Records shown START
//! Business logic helpers for managing transactions.

use tracing::debug;
use uuid::Uuid;

use crate::core::drafts::TransactionDraft;
use crate::domain::{AppData, Displayable, Identifiable, Transaction};
use crate::errors::FinTrackError;

use super::ServiceResult;

/// Provides validated CRUD helpers for transactions.
pub struct TransactionService;

impl TransactionService {
    /// Validates the draft, prepends the new transaction and returns its identifier.
    pub fn add(data: &mut AppData, draft: &TransactionDraft) -> ServiceResult<Uuid> {
        let txn = draft.build()?;
        let id = data.add_transaction(txn);
        debug!(%id, "transaction added");
        Ok(id)
    }

    /// Replaces every field but the identifier; the record keeps its position.
    pub fn update(data: &mut AppData, id: Uuid, draft: &TransactionDraft) -> ServiceResult<()> {
        if data.transaction(id).is_none() {
            return Err(FinTrackError::TransactionNotFound(id));
        }
        let mut replacement = draft.build()?;
        replacement.id = id;
        data.replace_transaction(replacement);
        debug!(%id, "transaction updated");
        Ok(())
    }

    /// Removes the transaction identified by `id`. Unknown ids are a no-op.
    pub fn remove(data: &mut AppData, id: Uuid) -> Option<Transaction> {
        let removed = data.remove_transaction(id);
        if let Some(txn) = &removed {
            debug!(record = %txn.display_label(), "transaction removed");
        }
        removed
    }

    /// Resolves a full id or a unique id prefix (as shown in listings).
    pub fn resolve(data: &AppData, needle: &str) -> ServiceResult<Uuid> {
        resolve_prefix(&data.transactions, needle)
            .ok_or_else(|| FinTrackError::TransactionNotFound(parse_or_nil(needle)))
    }

    /// Returns a snapshot of the transactions in collection order.
    pub fn list(data: &AppData) -> Vec<&Transaction> {
        data.transactions.iter().collect()
    }
}

pub(crate) fn resolve_prefix<T: Identifiable>(records: &[T], needle: &str) -> Option<Uuid> {
    let needle = needle.trim().to_ascii_lowercase();
    if needle.is_empty() {
        return None;
    }
    let mut matches = records.iter().map(Identifiable::id).filter(|id| {
        id.to_string().starts_with(&needle) || id.simple().to_string().starts_with(&needle)
    });
    let first = matches.next()?;
    match matches.next() {
        Some(_) => None,
        None => Some(first),
    }
}

pub(crate) fn parse_or_nil(needle: &str) -> Uuid {
    Uuid::parse_str(needle.trim()).unwrap_or_else(|_| Uuid::nil())
}

#[cfg(test)]
mod tests {
    use super::*;
    use crate::errors::ValidationError;
    use rust_decimal_macros::dec;

    fn draft(description: &str, amount: &str) -> TransactionDraft {
        TransactionDraft {
            date: "2024-04-01".into(),
            description: description.into(),
            amount: amount.into(),
            category: "Food".into(),
            kind: "expense".into(),
        }
    }

    #[test]
    fn update_keeps_id_and_position() {
        let mut data = AppData::default();
        let first = TransactionService::add(&mut data, &draft("Lunch", "120")).unwrap();
        TransactionService::add(&mut data, &draft("Dinner", "300")).unwrap();

        TransactionService::update(&mut data, first, &draft("Brunch", "150")).unwrap();

        assert_eq!(data.transactions[1].id, first);
        assert_eq!(data.transactions[1].description, "Brunch");
        assert_eq!(data.transactions[1].amount, dec!(150));
    }

    #[test]
    fn update_fails_for_missing_transaction() {
        let mut data = AppData::default();
        let err = TransactionService::update(&mut data, Uuid::new_v4(), &draft("x", "1"))
            .expect_err("update must fail for unknown id");
        assert!(matches!(err, FinTrackError::TransactionNotFound(_)));
    }

    #[test]
    fn invalid_draft_is_not_admitted() {
        let mut data = AppData::default();
        let err = TransactionService::add(&mut data, &draft("", "10")).unwrap_err();
        assert!(matches!(
            err,
            FinTrackError::Validation(ValidationError::Missing { .. })
        ));
        assert!(data.transactions.is_empty());
    }

    #[test]
    fn remove_unknown_id_is_noop() {
        let mut data = AppData::default();
        TransactionService::add(&mut data, &draft("Tea", "20")).unwrap();
        let before = data.clone();
        assert!(TransactionService::remove(&mut data, Uuid::new_v4()).is_none());
        assert_eq!(data, before);
    }

    #[test]
    fn resolves_unique_prefix() {
        let mut data = AppData::default();
        let id = TransactionService::add(&mut data, &draft("Tea", "20")).unwrap();
        let prefix = &id.simple().to_string()[..8];
        assert_eq!(TransactionService::resolve(&data, prefix).unwrap(), id);
        assert!(TransactionService::resolve(&data, "").is_err());
    }
}
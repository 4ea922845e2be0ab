//! Persistence Gateway: the whole [`AppData`] travels as one JSON blob.
//!
//! Saves overwrite the previous blob wholesale. Two processes sharing a data
//! file race with last-write-wins semantics; no locking is attempted.

pub mod gateway;
pub mod json_backend;
pub mod memory;

use crate::{domain::AppData, errors::FinTrackError};

pub type Result<T> = std::result::Result<T, FinTrackError>;

/// Abstraction over places an [`AppData`] blob can live.
pub trait StorageBackend: Send + Sync {
    /// Returns `Ok(None)` when nothing has been stored yet.
    fn read(&self) -> Result<Option<AppData>>;
    fn write(&self, data: &AppData) -> Result<()>;

    /// Human readable location, used in log lines.
    fn describe(&self) -> String;
}

pub use gateway::PersistenceGateway;
pub use json_backend::{write_atomic, JsonStorage};
pub use memory::MemoryStorage;
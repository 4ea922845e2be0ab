use std::fmt::Write as _;

use crate::currency::plain_amount;
use crate::domain::{Debt, Transaction};
use crate::ledger::pending_debts;

pub const DEFAULT_TRANSACTION_LIMIT: usize = 50;

/// Renders the records handed to the text generator.
#[derive(Debug, Clone, PartialEq, Eq)]
pub struct PromptBuilder {
    currency_symbol: String,
    transaction_limit: usize,
}

impl Default for PromptBuilder {
    fn default() -> Self {
        Self::new("₹", DEFAULT_TRANSACTION_LIMIT)
    }
}

impl PromptBuilder {
    /// `transaction_limit` may lower the cap but never raise it above
    /// [`DEFAULT_TRANSACTION_LIMIT`].
    pub fn new(currency_symbol: impl Into<String>, transaction_limit: usize) -> Self {
        Self {
            currency_symbol: currency_symbol.into(),
            transaction_limit: transaction_limit.min(DEFAULT_TRANSACTION_LIMIT),
        }
    }

    pub fn transaction_limit(&self) -> usize {
        self.transaction_limit
    }

    /// One line per transaction, first `transaction_limit` in collection order.
    pub fn transaction_lines(&self, transactions: &[Transaction]) -> Vec<String> {
        transactions
            .iter()
            .take(self.transaction_limit)
            .map(|txn| {
                format!(
                    "{}: {} - {} ({}{}) [{}]",
                    txn.date.format("%Y-%m-%d"),
                    txn.kind,
                    txn.description,
                    self.currency_symbol,
                    plain_amount(txn.amount),
                    txn.category
                )
            })
            .collect()
    }

    /// One line per pending debt; settled debts are left out.
    pub fn debt_lines(&self, debts: &[Debt]) -> Vec<String> {
        pending_debts(debts)
            .into_iter()
            .map(|debt| {
                format!(
                    "{}: {}{} involved with {}",
                    debt.direction,
                    self.currency_symbol,
                    plain_amount(debt.amount),
                    debt.person
                )
            })
            .collect()
    }

    pub fn build(&self, transactions: &[Transaction], debts: &[Debt]) -> String {
        let mut prompt = String::new();
        let _ = writeln!(
            prompt,
            "Analyze the following financial data snippet (Currency: Indian Rupees {}).",
            self.currency_symbol
        );
        let _ = writeln!(prompt);
        let _ = writeln!(
            prompt,
            "Expenses/Income (Last {}):",
            self.transaction_limit
        );
        for line in self.transaction_lines(transactions) {
            let _ = writeln!(prompt, "{line}");
        }
        let _ = writeln!(prompt);
        let _ = writeln!(prompt, "Active Debts:");
        for line in self.debt_lines(debts) {
            let _ = writeln!(prompt, "{line}");
        }
        let _ = writeln!(prompt);
        let _ = writeln!(
            prompt,
            "Please provide 3 brief, actionable bullet points of financial advice or observation based on this data."
        );
        let _ = writeln!(
            prompt,
            "Keep the tone professional yet encouraging. Focus on spending habits or debt management in the Indian context if relevant."
        );
        let _ = writeln!(prompt, "Return plain text formatted with bullet points.");
        prompt
    }
}

#[cfg(test)]
mod tests {
    use super::*;
    use crate::domain::{DebtDirection, TransactionKind};
    use chrono::NaiveDate;
    use rust_decimal_macros::dec;

    #[test]
    fn formats_records_like_the_ledger_views() {
        let builder = PromptBuilder::default();
        let txn = Transaction::new(
            NaiveDate::from_ymd_opt(2024, 4, 2).unwrap(),
            "Groceries",
            dec!(450.50),
            "Food",
            TransactionKind::Expense,
        );
        assert_eq!(
            builder.transaction_lines(&[txn]),
            vec!["2024-04-02: EXPENSE - Groceries (₹450.5) [Food]".to_string()]
        );

        let debt = Debt::new("Asha", dec!(500), DebtDirection::TheyOweMe);
        assert_eq!(
            builder.debt_lines(&[debt]),
            vec!["OWES_ME: ₹500 involved with Asha".to_string()]
        );
    }

    #[test]
    fn configured_limit_cannot_exceed_default_cap() {
        let date = NaiveDate::from_ymd_opt(2024, 1, 1).unwrap();
        let transactions: Vec<_> = (0..120)
            .map(|i| {
                Transaction::new(
                    date,
                    format!("entry-{i}"),
                    dec!(1),
                    "General",
                    TransactionKind::Expense,
                )
            })
            .collect();

        let raised = PromptBuilder::new("₹", 500);
        assert_eq!(raised.transaction_limit(), DEFAULT_TRANSACTION_LIMIT);
        assert_eq!(raised.transaction_lines(&transactions).len(), 50);

        let lowered = PromptBuilder::new("₹", 10);
        assert_eq!(lowered.transaction_lines(&transactions).len(), 10);
    }

    #[test]
    fn caps_transactions_and_skips_settled_debts() {
        let builder = PromptBuilder::default();
        let date = NaiveDate::from_ymd_opt(2024, 1, 1).unwrap();
        let transactions: Vec<_> = (0..80)
            .map(|i| {
                Transaction::new(
                    date,
                    format!("entry-{i}"),
                    dec!(1),
                    "General",
                    TransactionKind::Expense,
                )
            })
            .collect();
        let mut settled = Debt::new("Ravi", dec!(20), DebtDirection::IOweThem);
        settled.toggle_status();

        let lines = builder.transaction_lines(&transactions);
        assert_eq!(lines.len(), 50);
        assert!(lines[0].contains("entry-0 "));
        assert!(lines[49].contains("entry-49 "));
        assert!(builder.debt_lines(&[settled]).is_empty());

        let prompt = builder.build(&transactions, &[]);
        assert!(!prompt.contains("entry-50 "));
        assert!(prompt.contains("3 brief, actionable bullet points"));
    }
}
use std::env;
use std::process::Command;

fn main() {
    println!("cargo:rerun-if-changed=build.rs");
    println!("cargo:rerun-if-changed=.git/HEAD");

    let git_hash = Command::new("git")
        .args(["rev-parse", "--short", "HEAD"])
        .output()
        .ok()
        .filter(|output| output.status.success())
        .and_then(|output| String::from_utf8(output.stdout).ok())
        .map(|s| s.trim().to_string())
        .filter(|s| !s.is_empty())
        .unwrap_or_else(|| "unknown".to_string());
    println!("cargo:rustc-env=FINTRACK_BUILD_HASH={git_hash}");

    let timestamp = chrono::Utc::now().to_rfc3339_opts(chrono::SecondsFormat::Secs, true);
    println!("cargo:rustc-env=FINTRACK_BUILD_TIMESTAMP={timestamp}");

    let target = env::var("TARGET").unwrap_or_else(|_| "unknown-target".to_string());
    println!("cargo:rustc-env=FINTRACK_BUILD_TARGET={target}");

    let profile = env::var("PROFILE").unwrap_or_else(|_| "unknown-profile".to_string());
    println!("cargo:rustc-env=FINTRACK_BUILD_PROFILE={profile}");
}
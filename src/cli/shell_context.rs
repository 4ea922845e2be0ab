//! Shared runtime state for CLI interactions and command execution.

use std::path::{Path, PathBuf};

use dialoguer::theme::ColorfulTheme;
use tracing::warn;

use crate::{
    advisor::InsightAdvisor,
    config::{Config, ConfigManager},
    currency::CurrencyFormat,
    domain::AppData,
    storage::PersistenceGateway,
    utils::paths,
};

use super::{commands, core::CliError, io as cli_io, registry::CommandRegistry};

#[derive(Debug, Clone, Copy, PartialEq, Eq)]
pub enum CliMode {
    Interactive,
    Script,
}

pub struct ShellContext {
    pub mode: CliMode,
    pub registry: CommandRegistry,
    pub theme: ColorfulTheme,
    pub base_dir: PathBuf,
    pub config: Config,
    pub currency: CurrencyFormat,
    pub gateway: PersistenceGateway,
    pub data: AppData,
    pub advisor: InsightAdvisor,
    pub last_command: Option<String>,
    pub running: bool,
}

impl ShellContext {
    pub fn new(mode: CliMode) -> Result<Self, CliError> {
        Self::with_base_dir(mode, paths::app_data_dir())
    }

    /// Builds a context rooted at `base`, loading config and records from it.
    pub fn with_base_dir(mode: CliMode, base: PathBuf) -> Result<Self, CliError> {
        let manager = ConfigManager::with_base_dir(&base)?;
        let config = manager.load().unwrap_or_else(|err| {
            warn!(error = %err, "config unreadable; using defaults");
            Config::default()
        });
        let gateway = PersistenceGateway::json_file(config.resolve_data_file(&base));
        let data = gateway.load();

        let mut registry = CommandRegistry::new();
        for entry in commands::all_definitions() {
            registry.register(entry);
        }

        Ok(Self {
            mode,
            registry,
            theme: ColorfulTheme::default(),
            currency: config.currency_format(),
            advisor: InsightAdvisor::from_config(&config),
            base_dir: base,
            config,
            gateway,
            data,
            last_command: None,
            running: true,
        })
    }

    pub fn base_dir(&self) -> &Path {
        &self.base_dir
    }

    pub fn prompt(&self) -> String {
        format!(
            "fintrack [{} txn / {} debts]> ",
            self.data.transactions.len(),
            self.data.debts.len()
        )
    }

    pub fn completions(&self) -> Vec<(&'static str, Vec<&'static str>)> {
        self.registry.completions()
    }

    pub fn is_script(&self) -> bool {
        self.mode == CliMode::Script
    }

    /// Saves both collections after a change. Failures are already logged
    /// by the gateway; the user only gets a warning.
    pub fn persist(&self) {
        if !self.gateway.save(&self.data) {
            cli_io::print_warning("Changes could not be saved to disk.");
        }
    }
}
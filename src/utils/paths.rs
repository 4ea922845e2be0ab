use dirs::home_dir;
use std::{env, fs, io, path::Path, path::PathBuf};

const DEFAULT_DIR_NAME: &str = ".fintrack";
const DATA_FILE: &str = "fintrack_pro_data.json";
const CONFIG_FILE: &str = "config.json";
const EXPORT_DIR: &str = "exports";

/// Returns the application data directory, defaulting to `~/.fintrack`.
pub fn app_data_dir() -> PathBuf {
    if let Some(custom) = env::var_os("FINTRACK_HOME") {
        return PathBuf::from(custom);
    }
    home_dir()
        .unwrap_or_else(|| PathBuf::from("."))
        .join(DEFAULT_DIR_NAME)
}

/// Default location of the persisted record blob inside `base`.
pub fn data_file_in(base: &Path) -> PathBuf {
    base.join(DATA_FILE)
}

pub fn config_file_in(base: &Path) -> PathBuf {
    base.join(CONFIG_FILE)
}

pub fn export_dir_in(base: &Path) -> PathBuf {
    base.join(EXPORT_DIR)
}

pub fn ensure_dir(path: &Path) -> io::Result<()> {
    if !path.exists() {
        fs::create_dir_all(path)?;
    }
    Ok(())
}

/// Sibling path used to stage atomic writes (`data.json` -> `data.json.tmp`).
pub fn tmp_path(path: &Path) -> PathBuf {
    let mut tmp = path.to_path_buf();
    let ext = match path.extension().and_then(|ext| ext.to_str()) {
        Some(existing) => format!("{}.tmp", existing),
        None => "tmp".to_string(),
    };
    tmp.set_extension(ext);
    tmp
}

#[cfg(test)]
mod tests {
    use super::*;

    #[test]
    fn tmp_path_appends_suffix_to_existing_extension() {
        let path = Path::new("/data/fintrack.json");
        assert_eq!(tmp_path(path), PathBuf::from("/data/fintrack.json.tmp"));
        assert_eq!(tmp_path(Path::new("/data/blob")), PathBuf::from("/data/blob.tmp"));
    }
}
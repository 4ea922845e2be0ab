use fintrack::{cli::run_cli, init, utils::build_info};

fn main() {
    if std::env::args().skip(1).any(|arg| arg == "--version" || arg == "-V") {
        println!("{}", build_info::current().summary());
        return;
    }

    init();

    if let Err(err) = run_cli() {
        eprintln!("Error: {err}");
        std::process::exit(1);
    }
}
Records shown END
- Problem:
Where does "location" appear in the records above? Copy each line that holds it.

- Reply:
    /// Human readable location, used in log lines.
/// Default location of the persisted record blob inside `base`.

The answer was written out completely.